Starting in Pyeongchang, Kim and his parents visit one of South Korea's biggest kimjang which takes place every November – a festival where people come together to ferment vast quantities of kimchi in preparation for winter. Returning to Seoul, Daniel meets food stylist Ellie Lee who recreates a dish she prepared for Squid Game, explaining the outsized role the media has played in the global proliferation of Korea's culinary culture.
Kim then explores Gyeongdong Market, a hub for Korean street food where every bite takes him back to his childhood. He accompanies chef Corey Lee, the first Korean chef to receive three Michelin stars for his San Francisco restaurant Benu, to one of his favorite restaurants in Seoul: a small mom-and-pop that only serves raw, soy-marinated crab.
In Korea, meeting up for a drink isn't a straightforward affair, where it is coded with strict rules of etiquette and plays an important role in socializing. Three legendary chefs and restauranteurs, Corey Lee, Mingoo Kang and Lucia Cho, provide Kim with a refresher course on the protocol of alcohol, but not before Kim goes on a trip to GS25, Korea's answer to 7-Eleven and home to almost every snack imaginable.
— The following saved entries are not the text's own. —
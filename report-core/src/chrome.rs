use crate::color::{Color, ACCENT, BAND, MUTED, RULE, WHITE};
use crate::config::{BrandConfig, DocumentMeta};
use crate::draw::{Sketch, Stroke};
use crate::fonts::FontFace;
use crate::geometry::PageGeometry;
use crate::wrap::fit_with_ellipsis;

/// Characters of the reference id shown in the header.
pub const REFERENCE_CHARS: usize = 8;

const HEADER_TEXT: Color = Color::rgb(0.72, 0.75, 0.80);

pub fn header_date(meta: &DocumentMeta) -> String {
    meta.issued_at.format("%d %b %Y").to_string()
}

pub fn footer_timestamp(meta: &DocumentMeta) -> String {
    meta.issued_at.format("Generated %d %b %Y %H:%M").to_string()
}

/// `REF:` label with the reference upper-cased and cut to
/// [`REFERENCE_CHARS`].
pub fn reference_label(reference: &str) -> String {
    let short: String = reference.trim().chars().take(REFERENCE_CHARS).collect();
    format!("REF: {}", short.to_uppercase())
}

pub fn page_label(page: u32) -> String {
    format!("Page {}", page)
}

/// Draw the header band. Called whenever a page is opened.
pub fn render_header(
    sketch: &mut Sketch<'_>,
    geometry: &PageGeometry,
    brand: &BrandConfig,
    meta: &DocumentMeta,
) {
    let top = geometry.page_height;
    let band_bottom = top - geometry.header_height;
    let left = geometry.margin_left;
    let right = geometry.content_right();
    let row1 = top - geometry.header_height * 0.38;
    let row2 = top - geometry.header_height * 0.56;
    let row3 = top - geometry.header_height * 0.80;

    sketch.fill_rect(0.0, band_bottom, geometry.page_width, geometry.header_height, BAND);
    sketch.fill_rect(0.0, band_bottom, geometry.page_width, 3.0, ACCENT);

    sketch.text(&brand.name, left, row1, FontFace::Bold, 15.0, WHITE);
    sketch.text(&brand.tagline, left, row2, FontFace::Regular, 8.0, HEADER_TEXT);

    let title = fit_with_ellipsis(
        &meta.title.to_uppercase(),
        geometry.content_width() / 2.0,
        12.0,
        FontFace::Bold,
        sketch.measure(),
    );
    sketch.text_right(&title, right, row1, FontFace::Bold, 12.0, WHITE);
    sketch.text_right(
        &reference_label(&meta.reference),
        right,
        row2,
        FontFace::Regular,
        8.0,
        HEADER_TEXT,
    );

    // Status: dot then label, centred as a unit.
    let status = meta.status_label.to_uppercase();
    let colour = meta.status.color();
    let dot = 3.5;
    let label_w = sketch.width_of(&status, FontFace::Bold, 8.0);
    let unit_w = dot * 2.0 + 5.0 + label_w;
    let start = geometry.page_width / 2.0 - unit_w / 2.0;
    sketch.circle(start + dot, row3 + 2.8, dot, colour);
    sketch.text(&status, start + dot * 2.0 + 5.0, row3, FontFace::Bold, 8.0, colour);

    sketch.text_right(&header_date(meta), right, row3, FontFace::Regular, 8.0, HEADER_TEXT);
}

/// Draw the footer. Called only when a page is closed.
pub fn render_footer(
    sketch: &mut Sketch<'_>,
    geometry: &PageGeometry,
    brand: &BrandConfig,
    meta: &DocumentMeta,
    page: u32,
) {
    let left = geometry.margin_left;
    let right = geometry.content_right();
    let rule_y = geometry.footer_height - 6.0;
    let baseline = geometry.footer_height * 0.4;

    sketch.hrule(left, right, rule_y, Stroke::new(RULE, 0.75));
    sketch.text(&brand.caption, left, baseline, FontFace::Regular, 7.0, MUTED);
    sketch.text_centered(
        &footer_timestamp(meta),
        geometry.page_width / 2.0,
        baseline,
        FontFace::Regular,
        7.0,
        MUTED,
    );
    sketch.text_right(&page_label(page), right, baseline, FontFace::Bold, 7.0, MUTED);
}

#[cfg(test)]
mod tests {
    use super::*;
    use crate::color::StatusColour;
    use crate::draw::{DrawOp, Frame};
    use crate::fonts::BuiltinFont;
    use chrono::NaiveDate;

    struct Helvetica;

    impl crate::fonts::TextMeasure for Helvetica {
        fn text_width(&self, text: &str, face: FontFace, size: f64) -> f64 {
            BuiltinFont::for_face(face).measure(text, size)
        }
    }

    fn meta() -> DocumentMeta {
        let at = NaiveDate::from_ymd_opt(2026, 10, 18)
            .unwrap()
            .and_hms_opt(14, 5, 0)
            .unwrap();
        DocumentMeta::new("Accident / Incident Record", "abc123-def456", "major", StatusColour::Danger)
            .issued_at(at)
    }

    fn texts(ops: &[DrawOp]) -> Vec<(String, f64)> {
        ops.iter()
            .filter_map(|op| match op {
                DrawOp::Text { text, x, .. } => Some((text.clone(), *x)),
                _ => None,
            })
            .collect()
    }

    fn header_ops() -> Vec<DrawOp> {
        let g = PageGeometry::A4;
        let mut sketch = Sketch::new(
            Frame {
                left: g.margin_left,
                width: g.content_width(),
            },
            &Helvetica,
        );
        render_header(&mut sketch, &g, &BrandConfig::default(), &meta());
        sketch.into_ops()
    }

    #[test]
    fn reference_is_truncated_and_uppercased() {
        assert_eq!(reference_label("abc123-def456"), "REF: ABC123-D");
        assert_eq!(reference_label("x1"), "REF: X1");
    }

    #[test]
    fn dates_are_formatted() {
        assert_eq!(header_date(&meta()), "18 Oct 2026");
        assert_eq!(footer_timestamp(&meta()), "Generated 18 Oct 2026 14:05");
    }

    #[test]
    fn title_is_uppercased_and_right_aligned() {
        let g = PageGeometry::A4;
        let ops = header_ops();
        let (_, x) = texts(&ops)
            .into_iter()
            .find(|(t, _)| t == "ACCIDENT / INCIDENT RECORD")
            .expect("title drawn");
        let w = BuiltinFont::HelveticaBold.measure("ACCIDENT / INCIDENT RECORD", 12.0);
        assert!((x + w - g.content_right()).abs() < 1e-9);
    }

    #[test]
    fn status_dot_uses_palette_colour() {
        let ops = header_ops();
        let danger = StatusColour::Danger.color();
        assert!(ops
            .iter()
            .any(|op| matches!(op, DrawOp::Circle { fill, .. } if *fill == danger)));
        assert!(texts(&ops).iter().any(|(t, _)| t == "MAJOR"));
    }

    #[test]
    fn footer_carries_page_number() {
        let g = PageGeometry::A4;
        let mut sketch = Sketch::new(
            Frame {
                left: g.margin_left,
                width: g.content_width(),
            },
            &Helvetica,
        );
        render_footer(&mut sketch, &g, &BrandConfig::default(), &meta(), 3);
        let ops = sketch.into_ops();
        let labels: Vec<String> = texts(&ops).into_iter().map(|(t, _)| t).collect();
        assert!(labels.contains(&"Page 3".to_string()));
        assert!(labels.contains(&"Generated by Elec-Mate".to_string()));
        assert!(matches!(ops[0], DrawOp::Line { .. }));
    }
}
Kim reconnects with Corey Lee for a meal at a restaurant specializing in kimchi jjigae, or kimchi stew, a popular and resourceful dish that has endured through the country's occupation, widespread poverty and two wars.
At a mountainside retreat in Pyeongchang, Kim learns from Chef Cho Hee-sook, known as the 'Godmother of Korean cuisine', who teaches him about the fundamental 'mother sauces' that give Korean cuisine its bold, distinct flavors. And back in Seoul, Kim and Corey Lee have dinner at Mingoo Kang's three Michelin-starred restaurant Mingles, discovering how fine dining in Korea is more than just luxury – reflecting the country's rapid transformation over the past half century.
Finally, witness how food becomes an emotional anchor across generations and a way to speak when words alone can't, as Daniel Dae Kim and his parents get the quintessential Korean takeout – jjajangmyeon, or black bean noodles – and reminisce about life in 1970s rural Pennsylvania.
K-Everything continues the legacy of CNN Original Series' host-led storytelling that examines global culture and the human experience, joining an award-winning library of premium programming streaming on the CNN app.
The CNN Original Series is sponsored by one of South Korea's largest companies, Hyundai Motor Company, a global brand deeply rooted in Korean heritage whose growth has mirrored the country's own journey of innovation and progress.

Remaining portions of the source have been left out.